On-Shell Recurrence Relations for One-Loop QCD Amplitudes

TL;DR

This paper develops on-shell recurrence relations for calculating one-loop QCD amplitudes, addressing unique challenges like boundary terms and double poles, and provides explicit formulas for specific gluon configurations.

Contribution

It introduces new on-shell recurrence relations for one-loop QCD amplitudes, extending tree-level methods to loop calculations with novel features and boundary term elimination techniques.

Findings

Derived recurrence relations for all-plus helicity amplitudes.

Provided explicit formulas for n-gluon amplitudes with one negative helicity.

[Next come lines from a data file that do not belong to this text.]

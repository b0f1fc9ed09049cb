//! End-to-end campaign rendering.
//!
//! Stages run strictly in order: launder source clips, synthesize narration,
//! align words, compose subtitles, render. Every recovered problem along the
//! way ends up in the result's warning list.

use std::path::{Path, PathBuf};
use std::sync::Arc;
use tracing::{debug, warn, Instrument};

use shorts_media::{
    usable_scenes, CancelToken, CommandRunner, EncoderRegistry, LaunderProgressFn, LaunderReport,
    Launderer, MediaError, MediaProbe, ShortsComposer, SubtitleComposer,
};
use shorts_models::{CampaignManifest, CampaignRenderResult, RenderWarning, Scene, SubtitleTrack};
use shorts_speech::NarrationEngine;

use crate::config::ShortsConfig;
use crate::error::{WorkerError, WorkerResult};
use crate::logging::CampaignLogger;

/// Wires every stage of a campaign render around one shared encoder registry.
pub struct CampaignPipeline {
    config: ShortsConfig,
    probe: MediaProbe,
    registry: Arc<EncoderRegistry>,
    launderer: Launderer,
    narration: NarrationEngine,
    subtitles: SubtitleComposer,
    composer: ShortsComposer,
}

impl CampaignPipeline {
    pub fn new(config: ShortsConfig, runner: Arc<dyn CommandRunner>) -> WorkerResult<Self> {
        config.validate()?;

        let probe = MediaProbe::new(runner);
        let registry = Arc::new(match config.initial_encoder() {
            Some(choice) => EncoderRegistry::with_choice(config.encoding.clone(), choice),
            None => EncoderRegistry::new(config.encoding.clone()),
        });

        let launderer = Launderer::new(probe.clone(), Arc::clone(&registry), config.launder.clone());
        let narration = NarrationEngine::from_config(config.narration.clone(), probe.clone())?;
        let subtitles = SubtitleComposer::new(config.subtitle.clone());
        let composer = ShortsComposer::new(probe.clone(), Arc::clone(&registry), config.compose.clone());

        Ok(Self {
            config,
            probe,
            registry,
            launderer,
            narration,
            subtitles,
            composer,
        })
    }

    pub fn config(&self) -> &ShortsConfig {
        &self.config
    }

    /// Render one campaign.
    ///
    /// Laundered clips and narration files are removed afterwards, whether
    /// the render succeeded or not, unless `keep_intermediates` is set.
    pub async fn run(
        &self,
        manifest: &CampaignManifest,
        cancel: &CancelToken,
    ) -> WorkerResult<CampaignRenderResult> {
        manifest.validate().map_err(WorkerError::manifest)?;

        let logger = CampaignLogger::new(&manifest.campaign_id, "render_campaign");
        let span = logger.create_span();

        let mut artifacts = Vec::new();
        let result = self
            .run_stages(manifest, cancel, &logger, &mut artifacts)
            .instrument(span)
            .await;

        if !self.config.keep_intermediates {
            remove_artifacts(&artifacts).await;
        }

        match &result {
            Ok(render) => {
                logger.log_render_warnings(&render.warnings);
                logger.log_completion(&format!(
                    "{} ({:.2}s, {} warnings)",
                    render.final_video_path.display(),
                    render.duration_seconds,
                    render.warnings.len()
                ));
            }
            Err(e) if e.is_cancelled() => logger.log_warning("cancelled"),
            Err(e) => logger.log_error(&e.to_string()),
        }
        result
    }

    async fn run_stages(
        &self,
        manifest: &CampaignManifest,
        cancel: &CancelToken,
        logger: &CampaignLogger,
        artifacts: &mut Vec<PathBuf>,
    ) -> WorkerResult<CampaignRenderResult> {
        logger.log_start(&format!(
            "{} scenes, {} source clips",
            manifest.scenes.len(),
            manifest.source_clips.len()
        ));

        // Detect once up front so parallel launders share the result
        let encoder = self.registry.resolve(&self.probe).await;
        debug!("Starting with encoder {}", encoder);

        let progress_logger = logger.clone();
        let progress: &LaunderProgressFn = &move |current: usize, total: usize, source: &Path| {
            progress_logger.log_progress(&format!(
                "laundered {}/{} ({})",
                current,
                total,
                source.display()
            ));
        };
        let report = self
            .launderer
            .launder_all(&manifest.source_clips, Some(progress), cancel)
            .await;
        artifacts.extend(report.output_paths());
        if report.cancelled {
            return Err(WorkerError::Cancelled);
        }

        let mut warnings = launder_warnings(&report);
        let mut scenes = manifest.to_scenes();
        assign_clips(&mut scenes, &report.output_paths(), logger);

        warnings.extend(
            self.narration
                .synthesize_scenes(&manifest.campaign_id, &mut scenes, cancel)
                .await?,
        );
        artifacts.extend(scenes.iter().filter_map(|s| s.narration_audio_path.clone()));

        warnings.extend(self.narration.align_scenes(&mut scenes, cancel).await?);
        cancel.check()?;

        // Cue offsets must follow the scenes that actually reach the timeline
        let (usable, _) = usable_scenes(&scenes);
        let (track, subtitle_warnings) =
            compose_subtitles(&self.subtitles, &usable, self.config.allow_subtitle_degrade)?;
        warnings.extend(subtitle_warnings);

        let mut result = self
            .composer
            .render(
                &manifest.campaign_id,
                &scenes,
                manifest.background_music.as_deref(),
                track.as_ref(),
                cancel,
            )
            .await?;

        warnings.append(&mut result.warnings);
        result.warnings = warnings;
        Ok(result)
    }
}

/// One warning per failed source clip and per clip that needed the software
/// encoder.
fn launder_warnings(report: &LaunderReport) -> Vec<RenderWarning> {
    let failures = report.failures.iter().map(|f| RenderWarning::LaunderFailed {
        source: f.source.clone(),
        reason: f.reason.clone(),
    });
    let fallbacks = report
        .outputs
        .iter()
        .filter(|c| c.encoder_fell_back)
        .map(|_| RenderWarning::EncoderFallback {
            stage: "launder".to_string(),
        });
    failures.chain(fallbacks).collect()
}

/// Give the i-th laundered clip to the i-th scene.
pub fn assign_clips(scenes: &mut [Scene], clips: &[PathBuf], logger: &CampaignLogger) {
    for (i, scene) in scenes.iter_mut().enumerate() {
        scene.video_clip_path = clips.get(i).cloned();
        if scene.video_clip_path.is_none() {
            logger.log_warning(&format!("scene {} has no laundered clip", scene.index));
        }
    }
    if clips.len() > scenes.len() {
        debug!("{} laundered clips left unused", clips.len() - scenes.len());
    }
}

/// Build the subtitle track, degrading to no subtitles when allowed.
pub fn compose_subtitles(
    composer: &SubtitleComposer,
    scenes: &[Scene],
    allow_degrade: bool,
) -> WorkerResult<(Option<SubtitleTrack>, Vec<RenderWarning>)> {
    match composer.compose(scenes) {
        Ok(track) => Ok((Some(track), Vec::new())),
        Err(e @ MediaError::SubtitleFailed(_)) if allow_degrade => {
            warn!("Rendering without subtitles: {}", e);
            Ok((
                None,
                vec![RenderWarning::SubtitlesOmitted {
                    reason: e.to_string(),
                }],
            ))
        }
        Err(e) => Err(e.into()),
    }
}

async fn remove_artifacts(paths: &[PathBuf]) {
    for path in paths {
        if let Err(e) = tokio::fs::remove_file(path).await {
            if e.kind() != std::io::ErrorKind::NotFound {
                warn!("Failed to remove {}: {}", path.display(), e);
            }
        }
    }
}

Addressed boundary terms and double poles in non-supersymmetric theories.

Abstract

We present examples of on-shell recurrence relations for determining rational functions appearing in one-loop QCD amplitudes. In particular, we give relations for one-loop QCD amplitudes with all legs of positive helicity, or with one leg of negative helicity and the rest of positive helicity. Our recursion relations are similar to the tree-level ones described by Britto, Cachazo, Feng and Witten. A number of new features arise for loop amplitudes in non-supersymmetric theories like QCD, including boundary terms and double poles. We show how to eliminate the boundary terms, which would interfere with obtaining useful relations. Using the relations we give compact explicit expressions for the n-gluon amplitudes with one negative-helicity gluon, up through n=7.